#### Exercise description:
All of the entries below must be copied out exactly.

#### Data records:
↓↓↓

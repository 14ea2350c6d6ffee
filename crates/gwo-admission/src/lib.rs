// SPDX-License-Identifier: MIT OR Apache-2.0
//! gwo-admission
#![deny(unsafe_code)]
#![warn(missing_docs)]
//!
//! The per-tenant admission gate evaluated when a worker pops a job:
//! a concurrency cap plus a sliding per-minute rate window. Decisions are
//! atomic under one mutex; a denied job is the caller's to re-enqueue, not
//! the gate's to hold.

use gwo_config::Quota;
use std::collections::{BTreeMap, VecDeque};
use std::sync::{Arc, Mutex};
use std::time::{Duration, Instant};

/// Outcome of an admission check.
#[derive(Debug, Clone, Copy, PartialEq, Eq)]
pub enum AdmissionDecision {
    /// The tenant may start a run now.
    Admitted,
    /// The tenant is at its concurrency cap.
    DeniedConcurrency,
    /// The tenant exhausted its per-minute window.
    DeniedRate,
}

impl AdmissionDecision {
    /// `true` only for [`AdmissionDecision::Admitted`].
    #[must_use]
    pub fn is_admitted(self) -> bool {
        self == Self::Admitted
    }
}

struct State {
    running: BTreeMap<String, u32>,
    window: BTreeMap<String, VecDeque<Instant>>,
}

struct Inner {
    tenants: BTreeMap<String, Quota>,
    window_len: Duration,
    state: Mutex<State>,
}

/// Shared, cloneable admission gate.
#[derive(Clone)]
pub struct AdmissionController {
    inner: Arc<Inner>,
}

impl AdmissionController {
    /// Create a gate over the configured tenant quotas. Unknown tenants
    /// fall back to the `public` entry, then to [`Quota::default`].
    #[must_use]
    pub fn new(tenants: BTreeMap<String, Quota>) -> Self {
        Self::with_window(tenants, Duration::from_secs(60))
    }

    /// Create a gate with a custom rate-window length (tests shorten it).
    #[must_use]
    pub fn with_window(tenants: BTreeMap<String, Quota>, window_len: Duration) -> Self {
        Self {
            inner: Arc::new(Inner {
                tenants,
                window_len,
                state: Mutex::new(State {
                    running: BTreeMap::new(),
                    window: BTreeMap::new(),
                }),
            }),
        }
    }

    /// Quota applied to `tenant`.
    #[must_use]
    pub fn quota(&self, tenant: &str) -> Quota {
        self.inner
            .tenants
            .get(tenant)
            .or_else(|| self.inner.tenants.get("public"))
            .copied()
            .unwrap_or_default()
    }

    /// Atomically decide whether `tenant` may start a run now, counting it
    /// if so. Every `Admitted` must be paired with [`mark_done`].
    ///
    /// [`mark_done`]: Self::mark_done
    pub fn allow_start(&self, tenant: &str) -> AdmissionDecision {
        let quota = self.quota(tenant);
        let now = Instant::now();
        let mut state = self.inner.state.lock().unwrap_or_else(|e| e.into_inner());

        let running = state.running.entry(tenant.to_string()).or_insert(0);
        if *running >= quota.max_concurrent {
            return AdmissionDecision::DeniedConcurrency;
        }

        let window_len = self.inner.window_len;
        let window = state.window.entry(tenant.to_string()).or_default();
        while window
            .front()
            .is_some_and(|t| now.duration_since(*t) > window_len)
        {
            window.pop_front();
        }
        if window.len() >= quota.per_minute as usize {
            return AdmissionDecision::DeniedRate;
        }

        window.push_back(now);
        *state.running.entry(tenant.to_string()).or_insert(0) += 1;
        AdmissionDecision::Admitted
    }

    /// Release one admitted run for `tenant`.
    pub fn mark_done(&self, tenant: &str) {
        let mut state = self.inner.state.lock().unwrap_or_else(|e| e.into_inner());
        if let Some(running) = state.running.get_mut(tenant) {
            *running = running.saturating_sub(1);
        }
    }

    /// [`allow_start`] wrapped in a permit that releases on drop.
    ///
    /// [`allow_start`]: Self::allow_start
    pub fn permit(&self, tenant: &str) -> Result<AdmissionPermit, AdmissionDecision> {
        match self.allow_start(tenant) {
            AdmissionDecision::Admitted => Ok(AdmissionPermit {
                controller: self.clone(),
                tenant: tenant.to_string(),
            }),
            denied => Err(denied),
        }
    }

    /// Non-mutating check of the tenant's rate window, used at submission
    /// time. Pop-time admission remains authoritative.
    #[must_use]
    pub fn rate_available(&self, tenant: &str) -> bool {
        let quota = self.quota(tenant);
        let now = Instant::now();
        let state = self.inner.state.lock().unwrap_or_else(|e| e.into_inner());
        let in_window = state
            .window
            .get(tenant)
            .map(|w| {
                w.iter()
                    .filter(|t| now.duration_since(**t) <= self.inner.window_len)
                    .count()
            })
            .unwrap_or(0);
        in_window < quota.per_minute as usize
    }

    /// Currently admitted run count for `tenant`.
    #[must_use]
    pub fn running(&self, tenant: &str) -> u32 {
        self.inner
            .state
            .lock()
            .map(|s| s.running.get(tenant).copied().unwrap_or(0))
            .unwrap_or(0)
    }
}

/// An admitted slot; dropping it releases the tenant's concurrency count.
pub struct AdmissionPermit {
    controller: AdmissionController,
    tenant: String,
}

impl AdmissionPermit {
    /// The tenant this permit admits.
    #[must_use]
    pub fn tenant(&self) -> &str {
        &self.tenant
    }
}

impl Drop for AdmissionPermit {
    fn drop(&mut self) {
        self.controller.mark_done(&self.tenant);
    }
}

↑↑↑

#### Answer to the problem:
repository 14ea2350c6d6ffee
filename crates/gwo-admission/src/lib.rs
// SPDX-License-Identifier: MIT OR Apache-2.0
//! gwo-admission
#![deny(unsafe_code)]
#![warn(missing_docs)]
//!
//! The per-tenant admission gate evaluated when a worker pops a job:
//! a concurrency cap plus a sliding per-minute rate window. Decisions are
//! atomic under one mutex; a denied job is the caller's to re-enqueue, not
//! the gate's to hold.

use gwo_config::Quota;
use std::collections::{BTreeMap, VecDeque};
use std::sync::{Arc, Mutex};
use std::time::{Duration, Instant};

/// Outcome of an admission check.
#[derive(Debug, Clone, Copy, PartialEq, Eq)]
pub enum AdmissionDecision {
    /// The tenant may start a run now.
    Admitted,
    /// The tenant is at its concurrency cap.
    DeniedConcurrency,
    /// The tenant exhausted its per-minute window.
    DeniedRate,
}

impl AdmissionDecision {
    /// `true` only for [`AdmissionDecision::Admitted`].
    #[must_use]
    pub fn is_admitted(self) -> bool {
        self == Self::Admitted
    }
}

struct State {
    running: BTreeMap<String, u32>,
    window: BTreeMap<String, VecDeque<Instant>>,
}

struct Inner {
    tenants: BTreeMap<String, Quota>,
    window_len: Duration,
    state: Mutex<State>,
}

/// Shared, cloneable admission gate.
#[derive(Clone)]
pub struct AdmissionController {
    inner: Arc<Inner>,
}

impl AdmissionController {
    /// Create a gate over the configured tenant quotas. Unknown tenants
    /// fall back to the `public` entry, then to [`Quota::default`].
    #[must_use]
    pub fn new(tenants: BTreeMap<String, Quota>) -> Self {
        Self::with_window(tenants, Duration::from_secs(60))
    }

    /// Create a gate with a custom rate-window length (tests shorten it).
    #[must_use]
    pub fn with_window(tenants: BTreeMap<String, Quota>, window_len: Duration) -> Self {
        Self {
            inner: Arc::new(Inner {
                tenants,
                window_len,
                state: Mutex::new(State {
                    running: BTreeMap::new(),
                    window: BTreeMap::new(),
                }),
            }),
        }
    }

    /// Quota applied to `tenant`.
    #[must_use]
    pub fn quota(&self, tenant: &str) -> Quota {
        self.inner
            .tenants
            .get(tenant)
            .or_else(|| self.inner.tenants.get("public"))
            .copied()
            .unwrap_or_default()
    }

    /// Atomically decide whether `tenant` may start a run now, counting it
    /// if so. Every `Admitted` must be paired with [`mark_done`].
    ///
    /// [`mark_done`]: Self::mark_done
    pub fn allow_start(&self, tenant: &str) -> AdmissionDecision {
        let quota = self.quota(tenant);
        let now = Instant::now();
        let mut state = self.inner.state.lock().unwrap_or_else(|e| e.into_inner());

        let running = state.running.entry(tenant.to_string()).or_insert(0);
        if *running >= quota.max_concurrent {
            return AdmissionDecision::DeniedConcurrency;
        }

        let window_len = self.inner.window_len;
        let window = state.window.entry(tenant.to_string()).or_default();
        while window
            .front()
            .is_some_and(|t| now.duration_since(*t) > window_len)
        {
            window.pop_front();
        }
        if window.len() >= quota.per_minute as usize {
            return AdmissionDecision::DeniedRate;
        }

        window.push_back(now);
        *state.running.entry(tenant.to_string()).or_insert(0) += 1;
        AdmissionDecision::Admitted
    }

    /// Release one admitted run for `tenant`.
    pub fn mark_done(&self, tenant: &str) {
        let mut state = self.inner.state.lock().unwrap_or_else(|e| e.into_inner());
        if let Some(running) = state.running.get_mut(tenant) {
            *running = running.saturating_sub(1);
        }
    }

    /// [`allow_start`] wrapped in a permit that releases on drop.
    ///
    /// [`allow_start`]: Self::allow_start
    pub fn permit(&self, tenant: &str) -> Result<AdmissionPermit, AdmissionDecision> {
        match self.allow_start(tenant) {
            AdmissionDecision::Admitted => Ok(AdmissionPermit {
                controller: self.clone(),
                tenant: tenant.to_string(),
            }),
            denied => Err(denied),
        }
    }

    /// Non-mutating check of the tenant's rate window, used at submission
    /// time. Pop-time admission remains authoritative.
    #[must_use]
    pub fn rate_available(&self, tenant: &str) -> bool {
        let quota = self.quota(tenant);
        let now = Instant::now();
        let state = self.inner.state.lock().unwrap_or_else(|e| e.into_inner());
        let in_window = state
            .window
            .get(tenant)
            .map(|w| {
                w.iter()
                    .filter(|t| now.duration_since(**t) <= self.inner.window_len)
                    .count()
            })
            .unwrap_or(0);
        in_window < quota.per_minute as usize
    }

    /// Currently admitted run count for `tenant`.
    #[must_use]
    pub fn running(&self, tenant: &str) -> u32 {
        self.inner
            .state
            .lock()
            .map(|s| s.running.get(tenant).copied().unwrap_or(0))
            .unwrap_or(0)
    }
}

/// An admitted slot; dropping it releases the tenant's concurrency count.
pub struct AdmissionPermit {
    controller: AdmissionController,
    tenant: String,
}

impl AdmissionPermit {
    /// The tenant this permit admits.
    #[must_use]
    pub fn tenant(&self) -> &str {
        &self.tenant
    }
}

impl Drop for AdmissionPermit {
    fn drop(&mut self) {
        self.controller.mark_done(&self.tenant);
    }
}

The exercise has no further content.